The business personal property coverage portion of the policy would cover damage and theft if rioters break into a real estate office, for example, and steal computers, burn furniture and destroy office equipment. That said, the damage would be subject to limits (specific or blanket), as well as any deductibles required by the policy.

Commercial vehicle damage

Automobiles are covered under the optional comprehensive portion of a commercial auto policy, which you should have for all your vehicles. This will pay for damage to the vehicle and its contents caused by fire, falling objects, vandalism or rioting.

Comprehensive coverage will cover the gamut and will pay you if a vehicle is:

  • Stolen,
  • Damaged, or
  • Destroyed (for example, burned).

One of the most common damages to vehicles during riots is broken windshields, which you can usually get covered with an optional glass coverage rider.

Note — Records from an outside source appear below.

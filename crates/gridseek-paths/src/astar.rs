use std::collections::VecDeque;

use gridseek_core::{CellState, GridMap, Point};

use crate::distance::manhattan;
use crate::error::{SearchError, in_bounds, validated};
use crate::neighbors;
use crate::reconstruct;
use crate::scoremap::{Score, ScoreMap};
use crate::traits::{Search, SearchStatus};

/// Outcome of relaxing one neighbor.
#[derive(Debug, Clone, Copy, PartialEq, Eq)]
enum Relax {
    Target,
    Discovered,
    Improved,
    Skipped,
}

/// A* search with a Manhattan heuristic, one expansion per
/// [`advance`](Search::advance).
///
/// The open list is re-sorted by `f = g + h` before every expansion. There is
/// no closed set: a cell whose `g` improves after it was expanded goes back
/// into the open list and may be expanded again.
#[derive(Debug, Clone)]
pub struct Astar<'m> {
    map: &'m GridMap,
    scores: ScoreMap,
    open: VecDeque<Point>,
    status: SearchStatus,
    last: Option<Point>,
    expansions: usize,
}

impl<'m> Astar<'m> {
    /// Create a search over `map` in the [`SearchStatus::Ready`] state.
    pub fn new(map: &'m GridMap) -> Self {
        let mut astar = Self {
            map,
            scores: ScoreMap::new(map.range()),
            open: VecDeque::new(),
            status: SearchStatus::Ready,
            last: None,
            expansions: 0,
        };
        astar.reset();
        astar
    }

    /// The score ledger.
    pub fn scores(&self) -> &ScoreMap {
        &self.scores
    }

    fn relax(&mut self, cur: Point, cur_g: i32, n: Point, target: Point) -> Relax {
        let g = cur_g + 1;
        match self.map.cell(n) {
            Some(CellState::Target) => {
                self.scores.insert(
                    n,
                    Score {
                        g,
                        h: manhattan(n, target),
                        parent: Some(cur),
                    },
                );
                Relax::Target
            }
            Some(CellState::Free) => match self.scores.get_mut(n) {
                None => {
                    self.scores.insert(
                        n,
                        Score {
                            g,
                            h: manhattan(n, target),
                            parent: Some(cur),
                        },
                    );
                    self.open.push_back(n);
                    Relax::Discovered
                }
                Some(s) if s.g > g => {
                    s.g = g;
                    s.parent = Some(cur);
                    if !self.open.contains(&n) {
                        self.open.push_back(n);
                    }
                    Relax::Improved
                }
                Some(_) => Relax::Skipped,
            },
            _ => Relax::Skipped,
        }
    }
}

impl Search for Astar<'_> {
    fn advance(&mut self) -> Result<SearchStatus, SearchError> {
        if self.status.is_terminal() {
            return Ok(self.status);
        }
        let (_, target) = validated(self.map)?;

        let scores = &self.scores;
        self.open
            .make_contiguous()
            .sort_by_key(|&p| scores.get(p).map_or(i32::MAX, Score::f));
        let Some(cur) = self.open.pop_front() else {
            self.status = SearchStatus::Exhausted;
            return Ok(self.status);
        };
        let cur_g = self
            .scores
            .get(cur)
            .map(|s| s.g)
            .ok_or(SearchError::MissingScore(cur))?;
        self.expansions += 1;
        self.last = Some(cur);

        for n in neighbors::expansion(cur, self.map.range()) {
            match self.relax(cur, cur_g, n, target) {
                Relax::Target => {
                    log::info!("astar: reached target {n} with g = {}", cur_g + 1);
                    self.status = SearchStatus::Found;
                    return Ok(self.status);
                }
                Relax::Improved => log::debug!("astar: improved {n} to g = {}", cur_g + 1),
                Relax::Discovered | Relax::Skipped => {}
            }
        }
        log::debug!(
            "astar: expanded {cur} at g = {cur_g}, open length {}",
            self.open.len()
        );

        self.status = if self.open.is_empty() {
            log::info!("astar: target unreachable after {} expansions", self.expansions);
            SearchStatus::Exhausted
        } else {
            SearchStatus::Running
        };
        Ok(self.status)
    }

    fn status(&self) -> SearchStatus {
        self.status
    }

    fn reset(&mut self) {
        self.scores.clear();
        self.open.clear();
        if let Some(start) = self.map.start() {
            self.scores.insert(
                start,
                Score {
                    g: 0,
                    h: 0,
                    parent: None,
                },
            );
            self.open.push_back(start);
        }
        self.status = SearchStatus::Ready;
        self.last = None;
        self.expansions = 0;
    }

    fn reconstruct_path(&self) -> Result<Option<Vec<Point>>, SearchError> {
        if self.status != SearchStatus::Found {
            return Ok(None);
        }
        reconstruct::trace_parents(self.map, &self.scores).map(Some)
    }

    /// A* keeps no step ledger; the best known `g` plays that role.
    fn current_step(&self, p: Point) -> Result<Option<i32>, SearchError> {
        in_bounds(self.map, p)?;
        Ok(self.scores.get(p).map(|s| s.g))
    }

    fn current_score(&self, p: Point) -> Result<Option<Score>, SearchError> {
        in_bounds(self.map, p)?;
        Ok(self.scores.get(p).copied())
    }

    fn frontier(&self) -> Vec<Point> {
        self.open.iter().copied().collect()
    }

    fn last_expanded(&self) -> Option<Point> {
        self.last
    }

    fn expansions(&self) -> usize {
        self.expansions
    }
}
//! Occupancy map for a single search session.
//!
//! A [`GridMap`] holds a fixed-size wall layer plus the designated start and
//! target cells. Walls are stored separately from the two markers, so a start
//! or target dropped onto a wall is representable; [`GridMap::validate`]
//! rejects that configuration before a search runs.

use std::fmt;

use crate::geom::{Point, Range};

/// The state of one map cell as seen by a search.
#[derive(Debug, Clone, Copy, PartialEq, Eq, Hash)]
#[cfg_attr(feature = "serde", derive(serde::Serialize, serde::Deserialize))]
pub enum CellState {
    Free,
    Wall,
    Start,
    Target,
}

/// A fixed-size grid of free and wall cells with a start and a target.
#[derive(Debug, Clone, PartialEq, Eq)]
#[cfg_attr(feature = "serde", derive(serde::Serialize, serde::Deserialize))]
#[cfg_attr(feature = "serde", serde(try_from = "RawGridMap"))]
pub struct GridMap {
    width: i32,
    height: i32,
    walls: Vec<bool>,
    start: Option<Point>,
    target: Option<Point>,
}

impl GridMap {
    /// Create a map of `width` × `height` free cells with no start or target.
    ///
    /// Negative dimensions are clamped to zero.
    pub fn new(width: i32, height: i32) -> Self {
        let width = width.max(0);
        let height = height.max(0);
        Self {
            width,
            height,
            walls: vec![false; (width as usize) * (height as usize)],
            start: None,
            target: None,
        }
    }

    /// Create a `width` × `height` map whose wall layer is set wherever
    /// `is_wall` returns true. Cells are visited in row-major order.
    pub fn with_walls(width: i32, height: i32, mut is_wall: impl FnMut(Point) -> bool) -> Self {
        let mut map = Self::new(width, height);
        for (i, p) in map.range().iter().enumerate() {
            map.walls[i] = is_wall(p);
        }
        map
    }

    /// Width in cells.
    #[inline]
    pub fn width(&self) -> i32 {
        self.width
    }

    /// Height in cells.
    #[inline]
    pub fn height(&self) -> i32 {
        self.height
    }

    /// The map bounds as a range anchored at the origin.
    #[inline]
    pub fn range(&self) -> Range {
        Range::new(0, 0, self.width, self.height)
    }

    /// Size as a `Point` (width = x, height = y).
    #[inline]
    pub fn size(&self) -> Point {
        Point::new(self.width, self.height)
    }

    /// Whether `p` lies inside `[0, width) x [0, height)`.
    #[inline]
    pub fn contains(&self, p: Point) -> bool {
        self.range().contains(p)
    }

    #[inline]
    fn idx(&self, p: Point) -> Option<usize> {
        self.range().index(p)
    }

    fn checked_idx(&self, p: Point) -> Result<usize, MapError> {
        self.idx(p).ok_or(MapError::OutOfBounds(p))
    }

    /// The state of the cell at `p`, or `None` if `p` is out of bounds.
    ///
    /// The start and target markers take precedence over the wall layer.
    pub fn cell(&self, p: Point) -> Option<CellState> {
        let i = self.idx(p)?;
        Some(if self.start == Some(p) {
            CellState::Start
        } else if self.target == Some(p) {
            CellState::Target
        } else if self.walls[i] {
            CellState::Wall
        } else {
            CellState::Free
        })
    }

    /// Whether the wall layer is set at `p`. Out-of-bounds cells are not walls.
    #[inline]
    pub fn is_wall(&self, p: Point) -> bool {
        self.idx(p).is_some_and(|i| self.walls[i])
    }

    /// Whether `p` is an in-bounds cell a search may step onto and record.
    ///
    /// The start and target cells are not free.
    #[inline]
    pub fn is_free(&self, p: Point) -> bool {
        self.cell(p) == Some(CellState::Free)
    }

    /// Set or clear the wall at `p`.
    pub fn set_wall(&mut self, p: Point, wall: bool) -> Result<(), MapError> {
        let i = self.checked_idx(p)?;
        self.walls[i] = wall;
        Ok(())
    }

    /// Designate `p` as the start cell, replacing any previous start.
    pub fn set_start(&mut self, p: Point) -> Result<(), MapError> {
        self.checked_idx(p)?;
        self.start = Some(p);
        Ok(())
    }

    /// Designate `p` as the target cell, replacing any previous target.
    pub fn set_target(&mut self, p: Point) -> Result<(), MapError> {
        self.checked_idx(p)?;
        self.target = Some(p);
        Ok(())
    }

    /// The start cell, if set.
    #[inline]
    pub fn start(&self) -> Option<Point> {
        self.start
    }

    /// The target cell, if set.
    #[inline]
    pub fn target(&self) -> Option<Point> {
        self.target
    }

    /// Iterate over every wall position in row-major order.
    pub fn walls(&self) -> impl Iterator<Item = Point> + '_ {
        self.range().iter().filter(|&p| self.is_wall(p))
    }

    /// Number of wall cells.
    pub fn wall_count(&self) -> usize {
        self.walls.iter().filter(|&&w| w).count()
    }

    /// Check that the map is ready for a search and return `(start, target)`.
    pub fn validate(&self) -> Result<(Point, Point), MapError> {
        let start = self.start.ok_or(MapError::MissingStart)?;
        let target = self.target.ok_or(MapError::MissingTarget)?;
        if self.is_wall(start) {
            return Err(MapError::StartOnWall(start));
        }
        if self.is_wall(target) {
            return Err(MapError::TargetOnWall(target));
        }
        if start == target {
            return Err(MapError::StartIsTarget(start));
        }
        Ok((start, target))
    }

    /// Render the map as text using `#`, `.`, `S` and `T`, one line per row.
    pub fn to_text(&self) -> String {
        self.to_string()
    }
}

/// Wire form of a [`GridMap`], checked before it becomes one.
#[cfg(feature = "serde")]
#[derive(serde::Deserialize)]
struct RawGridMap {
    width: i32,
    height: i32,
    walls: Vec<bool>,
    start: Option<Point>,
    target: Option<Point>,
}

#[cfg(feature = "serde")]
impl TryFrom<RawGridMap> for GridMap {
    type Error = MapError;

    fn try_from(raw: RawGridMap) -> Result<Self, Self::Error> {
        let mut map = GridMap::new(raw.width, raw.height);
        if raw.walls.len() != map.walls.len() {
            return Err(MapError::WallLayerSize {
                expected: map.walls.len(),
                found: raw.walls.len(),
            });
        }
        map.walls = raw.walls;
        if let Some(p) = raw.start {
            map.set_start(p)?;
        }
        if let Some(p) = raw.target {
            map.set_target(p)?;
        }
        Ok(map)
    }
}

impl fmt::Display for GridMap {
    fn fmt(&self, f: &mut fmt::Formatter<'_>) -> fmt::Result {
        for y in 0..self.height {
            if y > 0 {
                writeln!(f)?;
            }
            for x in 0..self.width {
                let ch = match self.cell(Point::new(x, y)) {
                    Some(CellState::Wall) => '#',
                    Some(CellState::Start) => 'S',
                    Some(CellState::Target) => 'T',
                    _ => '.',
                };
                write!(f, "{ch}")?;
            }
        }
        Ok(())
    }
}

/// Errors raised while building or validating a [`GridMap`].
#[derive(Debug, Clone, PartialEq, Eq)]
pub enum MapError {
    /// A position argument lies outside the map.
    OutOfBounds(Point),
    /// No start cell has been set.
    MissingStart,
    /// No target cell has been set.
    MissingTarget,
    /// The start cell is a wall.
    StartOnWall(Point),
    /// The target cell is a wall.
    TargetOnWall(Point),
    /// Start and target are the same cell.
    StartIsTarget(Point),
    /// Text rows have different widths; `line` is the first offending row.
    InconsistentSize { line: i32 },
    /// A character outside the map alphabet was found.
    InvalidRune { ch: char, pos: Point },
    /// A start or target marker appears more than once.
    DuplicateMarker { ch: char, pos: Point },
    /// A serialized wall layer does not hold `width * height` cells.
    WallLayerSize { expected: usize, found: usize },
}

impl fmt::Display for MapError {
    fn fmt(&self, f: &mut fmt::Formatter<'_>) -> fmt::Result {
        match self {
            Self::OutOfBounds(p) => write!(f, "position {p} is out of bounds"),
            Self::MissingStart => write!(f, "no start cell set"),
            Self::MissingTarget => write!(f, "no target cell set"),
            Self::StartOnWall(p) => write!(f, "start cell {p} is a wall"),
            Self::TargetOnWall(p) => write!(f, "target cell {p} is a wall"),
            Self::StartIsTarget(p) => write!(f, "start and target are both {p}"),
            Self::InconsistentSize { line } => {
                write!(f, "map text: inconsistent row width at line {line}")
            }
            Self::InvalidRune { ch, pos } => {
                write!(f, "map text contains invalid rune \u{201c}{ch}\u{201d} at {pos}")
            }
            Self::DuplicateMarker { ch, pos } => {
                write!(f, "map text: duplicate \u{201c}{ch}\u{201d} marker at {pos}")
            }
            Self::WallLayerSize { expected, found } => {
                write!(f, "wall layer has {found} cells, expected {expected}")
            }
        }
    }
}

impl std::error::Error for MapError {}
use gridseek_core::{Point, Range};

/// A* bookkeeping for one discovered cell.
#[derive(Debug, Clone, Copy, PartialEq, Eq)]
#[cfg_attr(feature = "serde", derive(serde::Serialize, serde::Deserialize))]
pub struct Score {
    /// Accumulated cost from the start along the best known path.
    pub g: i32,
    /// Heuristic estimate of the remaining cost to the target.
    pub h: i32,
    /// Predecessor on the best known path; `None` for the start.
    pub parent: Option<Point>,
}

impl Score {
    /// Estimated total cost, `g + h`.
    #[inline]
    pub fn f(&self) -> i32 {
        self.g + self.h
    }
}

/// Per-cell [`Score`] entries; a missing entry means undiscovered.
#[derive(Debug, Clone)]
pub struct ScoreMap {
    range: Range,
    scores: Vec<Option<Score>>,
}

impl ScoreMap {
    /// Create an empty map covering `range`.
    pub fn new(range: Range) -> Self {
        Self {
            range,
            scores: vec![None; range.len()],
        }
    }

    /// Forget every entry.
    pub fn clear(&mut self) {
        self.scores.fill(None);
    }

    /// Entry at `p`, if discovered.
    #[inline]
    pub fn get(&self, p: Point) -> Option<&Score> {
        self.range.index(p).and_then(|i| self.scores[i].as_ref())
    }

    #[inline]
    pub(crate) fn get_mut(&mut self, p: Point) -> Option<&mut Score> {
        self.range.index(p).and_then(|i| self.scores[i].as_mut())
    }

    /// Create or overwrite the entry at `p`. Out-of-range points are ignored.
    pub fn insert(&mut self, p: Point, score: Score) {
        if let Some(i) = self.range.index(p) {
            self.scores[i] = Some(score);
        }
    }

    /// Number of discovered cells.
    pub fn discovered(&self) -> usize {
        self.scores.iter().filter(|s| s.is_some()).count()
    }
}

#[cfg(test)]
mod tests {
    use super::*;

    #[test]
    fn insert_get_clear() {
        let mut sm = ScoreMap::new(Range::new(0, 0, 4, 4));
        assert!(sm.get(Point::new(1, 2)).is_none());
        let s = Score {
            g: 3,
            h: 4,
            parent: Some(Point::new(1, 1)),
        };
        sm.insert(Point::new(1, 2), s);
        sm.insert(Point::new(7, 7), s);
        assert_eq!(sm.get(Point::new(1, 2)), Some(&s));
        assert_eq!(sm.get(Point::new(1, 2)).map(Score::f), Some(7));
        assert_eq!(sm.discovered(), 1);

        if let Some(e) = sm.get_mut(Point::new(1, 2)) {
            e.g = 2;
        }
        assert_eq!(sm.get(Point::new(1, 2)).map(|s| s.g), Some(2));

        sm.clear();
        assert_eq!(sm.discovered(), 0);
    }
}

#[cfg(all(test, feature = "serde"))]
mod serde_tests {
    use super::*;

    #[test]
    fn score_round_trip() {
        let s = Score {
            g: 5,
            h: 2,
            parent: Some(Point::new(3, 7)),
        };
        let json = serde_json::to_string(&s).unwrap();
        let back: Score = serde_json::from_str(&json).unwrap();
        assert_eq!(back, s);
    }
}
//! Fixed neighbor orders.
//!
//! Neighbor order decides tie-breaks in every strategy and the shape of
//! reconstructed paths on maps with several shortest paths, so both orders
//! are part of the public contract.

use gridseek_core::{Point, Range};

/// Offsets visited when a cell is expanded: up, down, left, right.
pub const EXPANSION_ORDER: [Point; 4] = [
    Point::new(0, -1),
    Point::new(0, 1),
    Point::new(-1, 0),
    Point::new(1, 0),
];

/// Offsets tried when walking a step ledger back to the start:
/// down, up, left, right.
pub const TRACE_ORDER: [Point; 4] = [
    Point::new(0, 1),
    Point::new(0, -1),
    Point::new(-1, 0),
    Point::new(1, 0),
];

/// In-bounds neighbors of `p` in [`EXPANSION_ORDER`].
#[inline]
pub fn expansion(p: Point, bounds: Range) -> impl Iterator<Item = Point> {
    ordered(p, bounds, EXPANSION_ORDER)
}

/// In-bounds neighbors of `p` in [`TRACE_ORDER`].
#[inline]
pub fn trace(p: Point, bounds: Range) -> impl Iterator<Item = Point> {
    ordered(p, bounds, TRACE_ORDER)
}

fn ordered(p: Point, bounds: Range, dirs: [Point; 4]) -> impl Iterator<Item = Point> {
    dirs.into_iter()
        .map(move |d| p + d)
        .filter(move |&n| bounds.contains(n))
}

#[cfg(test)]
mod tests {
    use super::*;

    #[test]
    fn expansion_order_interior() {
        let got: Vec<_> = expansion(Point::new(1, 1), Range::new(0, 0, 3, 3)).collect();
        assert_eq!(
            got,
            vec![
                Point::new(1, 0),
                Point::new(1, 2),
                Point::new(0, 1),
                Point::new(2, 1)
            ]
        );
    }

    #[test]
    fn trace_order_interior() {
        let got: Vec<_> = trace(Point::new(1, 1), Range::new(0, 0, 3, 3)).collect();
        assert_eq!(
            got,
            vec![
                Point::new(1, 2),
                Point::new(1, 0),
                Point::new(0, 1),
                Point::new(2, 1)
            ]
        );
    }

    #[test]
    fn corner_drops_out_of_bounds() {
        let got: Vec<_> = expansion(Point::new(0, 0), Range::new(0, 0, 3, 3)).collect();
        assert_eq!(got, vec![Point::new(0, 1), Point::new(1, 0)]);
        assert_eq!(expansion(Point::new(0, 0), Range::new(0, 0, 1, 1)).count(), 0);
    }
}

Business interruption coverage

Companies that are forced to close as a result of riot and looting damage may have coverage for business interruption under a business property policy.

The policy may also cover lost income because a business had to close after riots. It would often cover dependent properties or have contingent business extensions of coverage. Also, coverage can apply if a business suffers a loss of income because of curfews or if authorities bar access to a property.

Coverage is typically triggered if there is direct physical damage to the premises.

You should note that many policies require a 72-hour waiting period before a policyholder can begin making a claim. That’s because the first three days of business shutdown, access constraints or limited hours of operation because of a civil authority action are often excluded from coverage.

There may also be a limit to the claim period. A standard limit is up to three weeks of losses.

Filing a claim

When filing a claim, read your policy in its entirety to determine how to best present it. It’s important to understand the policy’s limits and deductibles before spending time documenting losses that may not be covered.

If you are going to file a claim, document all damage. You should have receipts for all your inventory and fixtures. Here’s what you should do:

  • Take photos of all damage.
  • Contact your agent and file a claim immediately.
  • Clean up to protect your building, but do not make major repairs until you talk to the insurance company.
  • Keep receipts for any remediation work.

If you’re going to file a business interruption insurance claim, you will need:

  • Pre-riot financial statements and income tax returns.
  • Post-riot business records.
  • Copies of current utility bills, employee wage and benefit statements, and other records showing continuing operating expenses.
  • Receipts for building materials, a portable generator and other supplies needed for immediate repairs.
  • Paid invoices from contractors, security personnel, media outlets and other service providers.
  • Receipts for rental payments, if you move your business to a temporary location.

A final thought: Filing a business interruption claim is not easy, particularly when estimating losses. The process is highly complex and can be contentious. If the insurer disagrees with your loss estimates, they may have specialists audit your claim.